Marie-Paule Kieny, the WHO's director of vaccine research, told a press briefing last week (30 October) that 156 million vaccine doses have been secured, largely through donations, and these will be distributed to 95 developing nations.
In line with recommendations from SAGE (Strategic Advisory Group of Experts on Immunization), health care workers will be vaccinated first.
Populations will need reassurance that the vaccine is safe, now that mass immunisation campaigns are underway, notes an article in The Lancet* last week(31 October).
The authors warn there is a tendency for the public to link new vaccines to unrelated but highly visible conditions — such as spontaneous abortion, Guillain-Barré syndrome or even death — when immunisation campaigns are not accompanied by reliable safety data.
However, at the same time, public health officials need to be on the lookout for serious adverse events resulting from new vaccines, the article says.

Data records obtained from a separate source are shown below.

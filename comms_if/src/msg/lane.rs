//! # Lane messages
//!
//! A [`Lane`] is the global path the vehicle follows, made of [`Waypoint`]s that each carry a
//! nominal target speed.

use serde::{Deserialize, Serialize};

use super::{Header, Pose};

/// A single point on the global path.
#[derive(Debug, Copy, Clone, PartialEq, Serialize, Deserialize)]
pub struct Waypoint {
    /// Pose of the waypoint in the map frame
    pub pose: Pose,

    /// Nominal target speed at this waypoint
    ///
    /// Units: meters/second
    pub speed_ms: f64,
}

/// An ordered sequence of waypoints.
#[derive(Debug, Clone, PartialEq, Serialize, Deserialize)]
pub struct Lane {
    pub header: Header,
    pub waypoints: Vec<Waypoint>,
}

impl Waypoint {
    pub fn new(x_m: f64, y_m: f64, heading_rad: f64, speed_ms: f64) -> Self {
        Self {
            pose: Pose::from_xy_heading(x_m, y_m, heading_rad),
            speed_ms,
        }
    }
}

impl Lane {
    /// Number of waypoints in the lane
    pub fn len(&self) -> usize {
        self.waypoints.len()
    }

    pub fn is_empty(&self) -> bool {
        self.waypoints.is_empty()
    }
}
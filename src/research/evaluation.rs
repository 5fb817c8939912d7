use crate::{Classifier, Error, Result, Sample};


/// Returns the fraction of examples in `sample`
/// that `f` labels correctly.
/// Returns [`Error::EmptyTestSet`] if `sample` has no example.
/// ```
/// use miniid3::{accuracy, train, Sample};
/// let sample = Sample::from_pairs([
///     (["a", "x"], "Yes"),
///     (["a", "y"], "No"),
/// ]).unwrap();
/// let f = train(&sample).unwrap();
/// assert_eq!(accuracy(&f, &sample).unwrap(), 1.0);
/// ```
pub fn accuracy<C>(f: &C, sample: &Sample) -> Result<f64>
    where C: Classifier + ?Sized
{
    if sample.is_empty() {
        return Err(Error::EmptyTestSet);
    }

    let n_sample = sample.shape().0 as f64;
    let n_correct = sample.iter()
        .filter(|example| f.predict(example) == example.label())
        .count();

    Ok(n_correct as f64 / n_sample)
}


#[cfg(test)]
mod tests {
    use super::*;
    use crate::Example;

    struct Constant(&'static str);

    impl Classifier for Constant {
        fn predict(&self, _example: &Example) -> &str {
            self.0
        }
    }

    #[test]
    fn test_accuracy() {
        let sample = Sample::from_pairs([
            (["1"], "Yes"),
            (["2"], "No"),
            (["3"], "Yes"),
            (["4"], "Yes"),
        ]).unwrap();
        assert_eq!(accuracy(&Constant("Yes"), &sample).unwrap(), 0.75);
        assert_eq!(accuracy(&Constant("No"), &sample).unwrap(), 0.25);
        assert_eq!(accuracy(&Constant("Maybe"), &sample).unwrap(), 0.0);
    }

    #[test]
    fn test_accuracy_on_empty_sample() {
        let sample = Sample::new(Vec::new()).unwrap();
        let err = accuracy(&Constant("Yes"), &sample).unwrap_err();
        assert!(matches!(err, Error::EmptyTestSet));
    }
}
//! ID3 decision tree induction over categorical attributes.

/// Defines the decision tree learner.
pub mod dtree;
/// Defines the classifier produced by `DecisionTree`.
pub mod classifier;
/// Defines the builder of `DecisionTree`.
pub mod builder;
/// Defines the scoring functions for attribute selection.
pub mod split_by;

pub mod node;
pub mod domain;
pub mod distribution;


pub use builder::{DecisionTreeBuilder, DEFAULT_SEED};
pub use classifier::DecisionTreeClassifier;
pub use distribution::ClassDistribution;
pub use domain::AttributeDomains;
pub use dtree::{Branching, DecisionTree};
pub use node::Node;
pub use split_by::{
    SplitBy,
    entropy,
    remainder,
    information_gain,
};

Ponies were used to deduce just how the influenza virus outwits the flu vaccine to cause illness in a study published in Science last week (30 October). Researchers studied vaccinated and non-vaccinated ponies infected with equine influenza and showed how changes in the amino acids of a virus' hemagglutinin protein (one of the main ways the virus evades the immune system) influence disease spread.
They say that following the molecular evolution of the influenza virus could inform the development of more effective vaccination strategies. They also point out that even an imperfect vaccine could be beneficial — if enough of a population is vaccinated.
In a similar study reported by The Associated Press last week (29 October), scientists found that regular immunisations against flu result in mice becoming infected by a 'stickier' version of the virus. Stickiness reflects mutations to the virus in response to 'antibody pressure' from the host's immune system — but a sticky flu strain does not spread as easily.
A controversial theory proposing that small children who fall ill with seasonal influenza will develop better immunity to A(H1N1) was published online in The Lancet Infectious Diseases* (30 October). Scientists from the Erasmus Medical Centre in the Netherlands debated the issue with colleagues from Finland's Turku University Hospital.